[Saved data entries]
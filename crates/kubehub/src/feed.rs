//! Per-kind change-feed adapter.
//!
//! Each session opens the store's feed first and lists second, so no change made
//! while listing is lost: feed events that predate the listing are replayed on top
//! of it and converge to the same final state. A session ends when the feed
//! terminates; the adapter then emits `Interrupted`, backs off and starts over.

use std::marker::PhantomData;
use std::sync::Arc;
use std::time::{Duration, Instant};

use futures::StreamExt;
use gantry_core::{ChangeEvent, Resource, ResourceId, ResourceKind};
use tokio::sync::mpsc;
use tokio::task::JoinHandle;
use tokio_util::sync::CancellationToken;
use tracing::{debug, error, info, warn};

use crate::{DocumentStore, FeedEvent, FeedHealth, FeedState, Operation, StoreError};

#[derive(Debug, Clone)]
pub struct FeedConfig {
    pub backoff_base: Duration,
    pub backoff_max: Duration,
    /// Capacity of the adapter's output channel.
    pub queue_cap: usize,
}

impl Default for FeedConfig {
    fn default() -> Self {
        Self { backoff_base: Duration::from_millis(250), backoff_max: Duration::from_secs(30), queue_cap: 1024 }
    }
}

/// Exponential backoff capped at `max`.
#[derive(Debug, Clone)]
pub struct Backoff {
    base: Duration,
    max: Duration,
    attempt: u32,
}

impl Backoff {
    pub fn new(base: Duration, max: Duration) -> Self { Self { base, max, attempt: 0 } }

    pub fn attempt(&self) -> u32 { self.attempt }

    pub fn next_delay(&mut self) -> Duration {
        let factor = 1u32 << self.attempt.min(16);
        self.attempt = self.attempt.saturating_add(1);
        self.base.saturating_mul(factor).min(self.max)
    }

    pub fn reset(&mut self) { self.attempt = 0; }
}

#[derive(Debug, thiserror::Error)]
pub enum FeedError {
    #[error("{kind} change feed failed: {reason}")]
    Fatal { kind: ResourceKind, reason: String },
}

enum SessionEnd {
    /// The store ended the feed or reported a transient error.
    Terminated(Option<StoreError>),
    Cancelled,
    ReceiverGone,
}

/// Adapter turning one collection's store feed into `ChangeEvent<T>`s.
pub struct ChangeFeed<T> {
    store: Arc<dyn DocumentStore>,
    config: FeedConfig,
    health: FeedHealth,
    _marker: PhantomData<fn() -> T>,
}

impl<T: Resource> ChangeFeed<T> {
    pub fn new(store: Arc<dyn DocumentStore>, config: FeedConfig, health: FeedHealth) -> Self {
        Self { store, config, health, _marker: PhantomData }
    }

    /// Run until cancelled, the receiver is dropped, or the store fails fatally.
    pub async fn run(self, tx: mpsc::Sender<ChangeEvent<T>>, cancel: CancellationToken) -> Result<(), FeedError> {
        let kind = T::KIND;
        let mut backoff = Backoff::new(self.config.backoff_base, self.config.backoff_max);
        self.health.set(kind, FeedState::Starting);
        info!(%kind, store = self.store.name(), "change feed starting");
        loop {
            let mut live = false;
            let end = match self.session(&tx, &cancel, &mut live).await {
                Ok(end) => end,
                Err(StoreError::Fatal(reason)) => {
                    error!(%kind, reason = %reason, "change feed failed");
                    metrics::counter!("feed_fatal_errors_total", 1, "kind" => kind.as_str());
                    if live {
                        let _ = tx.send(ChangeEvent::Interrupted).await;
                    }
                    self.health.set(kind, FeedState::Failed { reason: reason.clone() });
                    return Err(FeedError::Fatal { kind, reason });
                }
                Err(transient) => SessionEnd::Terminated(Some(transient)),
            };
            match end {
                SessionEnd::Cancelled => {
                    debug!(%kind, "change feed cancelled");
                    return Ok(());
                }
                SessionEnd::ReceiverGone => {
                    debug!(%kind, "change feed receiver dropped");
                    return Ok(());
                }
                SessionEnd::Terminated(cause) => {
                    if live {
                        backoff.reset();
                        if tx.send(ChangeEvent::Interrupted).await.is_err() {
                            return Ok(());
                        }
                    }
                    match cause {
                        Some(e) => warn!(%kind, error = %e, "change feed interrupted; resubscribing"),
                        None => info!(%kind, "change feed ended; resubscribing"),
                    }
                }
            }
            let delay = backoff.next_delay();
            self.health.set(kind, FeedState::Reconnecting { attempt: backoff.attempt() });
            metrics::counter!("feed_reconnects_total", 1, "kind" => kind.as_str());
            tokio::select! {
                _ = tokio::time::sleep(delay) => {}
                _ = cancel.cancelled() => return Ok(()),
            }
        }
    }

    async fn session(
        &self,
        tx: &mpsc::Sender<ChangeEvent<T>>,
        cancel: &CancellationToken,
        live: &mut bool,
    ) -> Result<SessionEnd, StoreError> {
        let kind = T::KIND;
        let collection = kind.collection();
        let t0 = Instant::now();
        let mut feed = self.store.open_feed(collection).await?;
        let docs = self.store.list(collection).await?;
        let listed = docs.len();
        for doc in docs {
            if let Some(resource) = decode_document::<T>(&doc.id, doc.body) {
                if let Some(end) = emit(tx, cancel, ChangeEvent::Listed(resource)).await {
                    return Ok(end);
                }
            }
        }
        self.health.set(kind, FeedState::Live);
        if let Some(end) = emit(tx, cancel, ChangeEvent::Synced).await {
            return Ok(end);
        }
        *live = true;
        info!(%kind, listed, took_ms = %t0.elapsed().as_millis(), "change feed live");

        loop {
            let next = tokio::select! {
                next = feed.next() => next,
                _ = cancel.cancelled() => return Ok(SessionEnd::Cancelled),
            };
            match next {
                None => return Ok(SessionEnd::Terminated(None)),
                Some(Err(StoreError::Transient(reason))) => {
                    return Ok(SessionEnd::Terminated(Some(StoreError::Transient(reason))))
                }
                Some(Err(fatal)) => return Err(fatal),
                Some(Ok(ev)) => {
                    if let Some(change) = translate::<T>(ev) {
                        metrics::counter!("feed_events_total", 1, "kind" => kind.as_str());
                        if let Some(end) = emit(tx, cancel, change).await {
                            return Ok(end);
                        }
                    }
                }
            }
        }
    }
}

/// Spawn an adapter task for `T`. The receiver yields the ordered event stream.
pub fn spawn_change_feed<T: Resource>(
    store: Arc<dyn DocumentStore>,
    config: FeedConfig,
    health: FeedHealth,
    cancel: CancellationToken,
) -> (mpsc::Receiver<ChangeEvent<T>>, JoinHandle<Result<(), FeedError>>) {
    let (tx, rx) = mpsc::channel(config.queue_cap.max(1));
    let feed = ChangeFeed::<T>::new(store, config, health);
    let handle = tokio::spawn(feed.run(tx, cancel));
    (rx, handle)
}

async fn emit<T>(tx: &mpsc::Sender<ChangeEvent<T>>, cancel: &CancellationToken, ev: ChangeEvent<T>) -> Option<SessionEnd> {
    tokio::select! {
        res = tx.send(ev) => res.err().map(|_| SessionEnd::ReceiverGone),
        _ = cancel.cancelled() => Some(SessionEnd::Cancelled),
    }
}

/// Parse a document body into `T`. The store key is authoritative for the id.
pub fn decode_document<T: Resource>(doc_id: &str, mut body: serde_json::Value) -> Option<T> {
    let kind = T::KIND;
    match body.as_object_mut() {
        Some(obj) => {
            obj.insert("id".to_string(), serde_json::Value::String(doc_id.to_string()));
        }
        None => {
            warn!(%kind, id = doc_id, "dropping malformed document: body is not an object");
            metrics::counter!("feed_malformed_total", 1, "kind" => kind.as_str());
            return None;
        }
    }
    match serde_json::from_value::<T>(body) {
        Ok(r) => Some(r),
        Err(e) => {
            warn!(%kind, id = doc_id, error = %e, "dropping malformed document");
            metrics::counter!("feed_malformed_total", 1, "kind" => kind.as_str());
            None
        }
    }
}

fn translate<T: Resource>(ev: FeedEvent) -> Option<ChangeEvent<T>> {
    match ev.operation {
        Operation::Insert | Operation::Update => {
            let Some(body) = ev.post_image else {
                warn!(kind = %T::KIND, id = %ev.document_id, "dropping feed event without post-image");
                metrics::counter!("feed_malformed_total", 1, "kind" => T::KIND.as_str());
                return None;
            };
            let resource = decode_document::<T>(&ev.document_id, body)?;
            Some(if ev.operation == Operation::Insert {
                ChangeEvent::Created(resource)
            } else {
                ChangeEvent::Updated(resource)
            })
        }
        Operation::Delete => {
            let previous = ev.pre_image.and_then(|body| decode_document::<T>(&ev.document_id, body));
            Some(ChangeEvent::Deleted { id: ResourceId::new(ev.document_id), previous })
        }
    }
}
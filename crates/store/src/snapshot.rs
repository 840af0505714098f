//! Configuration snapshot: the data-plane shape built from the merged views.

use std::collections::BTreeMap;
use std::fmt;
use std::sync::Arc;

use chrono::{DateTime, Utc};
use gantry_core::{
    AuthenticationPolicy, Cluster, HeaderMatch, Middleware, Resource, ResourceId, Route, ServiceDiscovery,
};
use regex::Regex;
use rustc_hash::FxHashMap;
use serde::Serialize;
use tracing::{debug, warn};

use crate::merge::ResourceViews;
use crate::publish::InvalidationSignal;

#[derive(Debug, thiserror::Error)]
pub enum BuildError {
    #[error("route {route}: invalid path template {template:?}: {reason}")]
    InvalidPath { route: ResourceId, template: String, reason: String },
}

/// Cross-reference from one resource to another. Unresolved targets are kept as-is.
#[derive(Debug, Clone)]
pub enum Reference<T> {
    Resolved { id: ResourceId, target: Arc<T> },
    Dangling { id: ResourceId },
}

impl<T> Reference<T> {
    fn lookup(id: &ResourceId, table: &BTreeMap<ResourceId, Arc<T>>) -> Self {
        match table.get(id) {
            Some(target) => Reference::Resolved { id: id.clone(), target: Arc::clone(target) },
            None => Reference::Dangling { id: id.clone() },
        }
    }

    pub fn id(&self) -> &ResourceId {
        match self {
            Reference::Resolved { id, .. } | Reference::Dangling { id } => id,
        }
    }

    pub fn target(&self) -> Option<&T> {
        match self {
            Reference::Resolved { target, .. } => Some(target),
            Reference::Dangling { .. } => None,
        }
    }

    pub fn is_dangling(&self) -> bool { matches!(self, Reference::Dangling { .. }) }
}

/// Compiled route path template.
///
/// `{name}` matches one segment, `{*name}` and `{**name}` match the remainder of the
/// path and must close the template. Literal text matches exactly.
#[derive(Debug, Clone)]
pub struct PathPattern {
    template: String,
    regex: Regex,
    params: Vec<String>,
}

impl PathPattern {
    pub fn compile(template: &str) -> Result<Self, String> {
        if !template.starts_with('/') {
            return Err("must start with '/'".into());
        }
        let mut pattern = String::from("^");
        let mut params: Vec<String> = Vec::new();
        let mut rest = template;
        let mut catch_all = false;
        while !rest.is_empty() {
            if catch_all {
                return Err("catch-all parameter must be last".into());
            }
            match rest.find(['{', '}']) {
                None => {
                    pattern.push_str(&regex::escape(rest));
                    rest = "";
                }
                Some(i) if rest.as_bytes()[i] == b'}' => return Err("unbalanced '}'".into()),
                Some(i) => {
                    let literal = &rest[..i];
                    let Some(end) = rest[i..].find('}') else {
                        return Err("unterminated '{'".into());
                    };
                    let raw = &rest[i + 1..i + end];
                    let (name, greedy) = match raw.strip_prefix("**").or_else(|| raw.strip_prefix('*')) {
                        Some(n) => (n, true),
                        None => (raw, false),
                    };
                    if !valid_param(name) {
                        return Err(format!("invalid parameter name {:?}", raw));
                    }
                    if params.iter().any(|p| p == name) {
                        return Err(format!("duplicate parameter {:?}", name));
                    }
                    // `/static/{**rest}` also matches the bare `/static`; the root slash stays required.
                    let bare_prefix = greedy && literal.ends_with('/') && (pattern.len() > 1 || literal.len() > 1);
                    if bare_prefix {
                        pattern.push_str(&regex::escape(&literal[..literal.len() - 1]));
                        pattern.push_str(&format!("(?:/(?P<{}>.*))?", name));
                    } else {
                        pattern.push_str(&regex::escape(literal));
                        if greedy {
                            pattern.push_str(&format!("(?P<{}>.*)", name));
                        } else {
                            pattern.push_str(&format!("(?P<{}>[^/]+)", name));
                        }
                    }
                    catch_all = greedy;
                    params.push(name.to_string());
                    rest = &rest[i + end + 1..];
                }
            }
        }
        pattern.push('$');
        let regex = Regex::new(&pattern).map_err(|e| e.to_string())?;
        Ok(Self { template: template.to_string(), regex, params })
    }

    pub fn template(&self) -> &str { &self.template }
    pub fn params(&self) -> &[String] { &self.params }

    /// Captured parameters if `path` matches. A catch-all that matched nothing is empty.
    pub fn matches(&self, path: &str) -> Option<BTreeMap<String, String>> {
        let caps = self.regex.captures(path)?;
        Some(
            self.params
                .iter()
                .map(|p| (p.clone(), caps.name(p).map_or_else(String::new, |m| m.as_str().to_string())))
                .collect(),
        )
    }
}

fn valid_param(name: &str) -> bool {
    let mut chars = name.chars();
    matches!(chars.next(), Some(c) if c.is_ascii_alphabetic() || c == '_')
        && chars.all(|c| c.is_ascii_alphanumeric() || c == '_')
}

/// A cluster joined with the service-discovery sources that feed it.
#[derive(Debug, Clone)]
pub struct ClusterConfig {
    pub cluster: Cluster,
    pub discovery: Vec<Arc<ServiceDiscovery>>,
}

impl ClusterConfig {
    pub fn id(&self) -> &ResourceId { &self.cluster.id }
}

#[derive(Debug, Clone)]
pub struct RouteConfig {
    pub id: ResourceId,
    pub order: i32,
    pub path: Option<PathPattern>,
    /// Lowercased.
    pub hosts: Vec<String>,
    pub methods: Vec<String>,
    pub headers: Vec<HeaderMatch>,
    pub cluster: Option<Reference<ClusterConfig>>,
    pub middlewares: Vec<Reference<Middleware>>,
    pub authentication_policy: Option<Reference<AuthenticationPolicy>>,
    pub metadata: BTreeMap<String, String>,
}

impl RouteConfig {
    fn dangling(&self) -> usize {
        self.cluster.iter().filter(|r| r.is_dangling()).count()
            + self.middlewares.iter().filter(|r| r.is_dangling()).count()
            + self.authentication_policy.iter().filter(|r| r.is_dangling()).count()
    }
}

/// Immutable, versioned configuration consumed by the data plane.
#[derive(Debug, Clone)]
pub struct ConfigurationSnapshot {
    pub version: u64,
    pub created_at: DateTime<Utc>,
    /// Ordered by `(order, id)`.
    pub routes: Vec<RouteConfig>,
    pub clusters: BTreeMap<ResourceId, Arc<ClusterConfig>>,
    pub middlewares: BTreeMap<ResourceId, Arc<Middleware>>,
    pub authentication_policies: BTreeMap<ResourceId, Arc<AuthenticationPolicy>>,
    /// SNI host (lowercased) to certificate id.
    pub certificates: BTreeMap<String, ResourceId>,
    /// Discovery sources whose cluster does not exist.
    pub orphan_discovery: Vec<Arc<ServiceDiscovery>>,
    invalidation: InvalidationSignal,
}

impl ConfigurationSnapshot {
    pub fn empty(version: u64) -> Self {
        Self {
            version,
            created_at: Utc::now(),
            routes: Vec::new(),
            clusters: BTreeMap::new(),
            middlewares: BTreeMap::new(),
            authentication_policies: BTreeMap::new(),
            certificates: BTreeMap::new(),
            orphan_discovery: Vec::new(),
            invalidation: InvalidationSignal::detached(),
        }
    }

    /// Fires once this snapshot has been superseded.
    pub fn invalidation(&self) -> InvalidationSignal { self.invalidation.clone() }

    pub(crate) fn with_invalidation(mut self, signal: InvalidationSignal) -> Self {
        self.invalidation = signal;
        self
    }

    pub fn route(&self, id: &str) -> Option<&RouteConfig> { self.routes.iter().find(|r| r.id.as_str() == id) }

    pub fn certificate_for(&self, host: &str) -> Option<&ResourceId> {
        self.certificates.get(&host.to_ascii_lowercase())
    }

    pub fn summary(&self) -> SnapshotSummary {
        SnapshotSummary {
            version: self.version,
            created_at: self.created_at,
            routes: self.routes.len(),
            clusters: self.clusters.len(),
            middlewares: self.middlewares.len(),
            authentication_policies: self.authentication_policies.len(),
            certificate_hosts: self.certificates.len(),
            dangling_references: self.routes.iter().map(RouteConfig::dangling).sum(),
            orphan_discovery: self.orphan_discovery.len(),
        }
    }
}

#[derive(Debug, Clone, PartialEq, Eq, Serialize)]
#[serde(rename_all = "camelCase")]
pub struct SnapshotSummary {
    pub version: u64,
    pub created_at: DateTime<Utc>,
    pub routes: usize,
    pub clusters: usize,
    pub middlewares: usize,
    pub authentication_policies: usize,
    pub certificate_hosts: usize,
    pub dangling_references: usize,
    pub orphan_discovery: usize,
}

impl fmt::Display for SnapshotSummary {
    fn fmt(&self, f: &mut fmt::Formatter<'_>) -> fmt::Result {
        write!(
            f,
            "v{} routes={} clusters={} middlewares={} auth={} cert_hosts={} dangling={} orphan_discovery={}",
            self.version,
            self.routes,
            self.clusters,
            self.middlewares,
            self.authentication_policies,
            self.certificate_hosts,
            self.dangling_references,
            self.orphan_discovery
        )
    }
}

/// Builds snapshots from merged views; keeps compiled path templates between builds.
#[derive(Default)]
pub struct SnapshotBuilder {
    patterns: FxHashMap<String, PathPattern>,
}

impl SnapshotBuilder {
    pub fn new() -> Self { Self::default() }

    pub fn build(&mut self, views: &ResourceViews, version: u64) -> Result<ConfigurationSnapshot, BuildError> {
        let middlewares = arc_table(views.middlewares.iter());
        let authentication_policies = arc_table(views.authentication_policies.iter());

        let mut discovery: BTreeMap<ResourceId, Vec<Arc<ServiceDiscovery>>> = BTreeMap::new();
        for sd in views.service_discoveries.sorted() {
            discovery.entry(sd.cluster_id.clone()).or_default().push(Arc::new(sd.clone()));
        }
        let mut clusters: BTreeMap<ResourceId, Arc<ClusterConfig>> = BTreeMap::new();
        for c in views.clusters.iter() {
            let sources = discovery.remove(&c.id).unwrap_or_default();
            clusters.insert(c.id.clone(), Arc::new(ClusterConfig { cluster: c.clone(), discovery: sources }));
        }
        let orphan_discovery: Vec<_> = discovery.into_values().flatten().collect();
        if !orphan_discovery.is_empty() {
            debug!(count = orphan_discovery.len(), "service discovery sources reference unknown clusters");
        }

        let mut certificates: BTreeMap<String, ResourceId> = BTreeMap::new();
        for cert in views.certificates.sorted() {
            for host in &cert.hosts {
                let host = host.to_ascii_lowercase();
                match certificates.get(&host) {
                    Some(existing) if existing != cert.id() => {
                        warn!(host = %host, kept = %existing, ignored = %cert.id, "conflicting certificate host");
                    }
                    Some(_) => {}
                    None => {
                        certificates.insert(host, cert.id.clone());
                    }
                }
            }
        }

        let mut ordered: Vec<&Route> = views.routes.iter().collect();
        ordered.sort_by(|a, b| a.order.cmp(&b.order).then_with(|| a.id.cmp(&b.id)));
        let mut used_templates: Vec<&str> = Vec::new();
        let mut routes = Vec::with_capacity(ordered.len());
        for r in ordered {
            let path = match r.route_match.path.as_deref() {
                Some(template) => {
                    used_templates.push(template);
                    Some(self.pattern(&r.id, template)?)
                }
                None => None,
            };
            routes.push(RouteConfig {
                id: r.id.clone(),
                order: r.order,
                path,
                hosts: r.route_match.hosts.iter().map(|h| h.to_ascii_lowercase()).collect(),
                methods: r.route_match.methods.iter().map(|m| m.to_ascii_uppercase()).collect(),
                headers: r.route_match.headers.clone(),
                cluster: r.cluster_id.as_ref().map(|id| Reference::lookup(id, &clusters)),
                middlewares: r.middlewares.iter().map(|id| Reference::lookup(id, &middlewares)).collect(),
                authentication_policy: r
                    .authentication_policy
                    .as_ref()
                    .map(|id| Reference::lookup(id, &authentication_policies)),
                metadata: r.metadata.clone(),
            });
        }
        self.patterns.retain(|t, _| used_templates.contains(&t.as_str()));

        Ok(ConfigurationSnapshot {
            version,
            created_at: Utc::now(),
            routes,
            clusters,
            middlewares,
            authentication_policies,
            certificates,
            orphan_discovery,
            invalidation: InvalidationSignal::detached(),
        })
    }

    fn pattern(&mut self, route: &ResourceId, template: &str) -> Result<PathPattern, BuildError> {
        if let Some(p) = self.patterns.get(template) {
            return Ok(p.clone());
        }
        let compiled = PathPattern::compile(template).map_err(|reason| BuildError::InvalidPath {
            route: route.clone(),
            template: template.to_string(),
            reason,
        })?;
        self.patterns.insert(template.to_string(), compiled.clone());
        Ok(compiled)
    }
}

fn arc_table<'a, T: Resource>(items: impl Iterator<Item = &'a T>) -> BTreeMap<ResourceId, Arc<T>> {
    items.map(|r| (r.id().clone(), Arc::new(r.clone()))).collect()
}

• **Task directions**: Output exactly the leading lines of the data, up to and including the line marked by "replayed on top".

• **The completed task**:
filename crates/kubehub/src/feed.rs
//! Per-kind change-feed adapter.
//!
//! Each session opens the store's feed first and lists second, so no change made
//! while listing is lost: feed events that predate the listing are replayed on top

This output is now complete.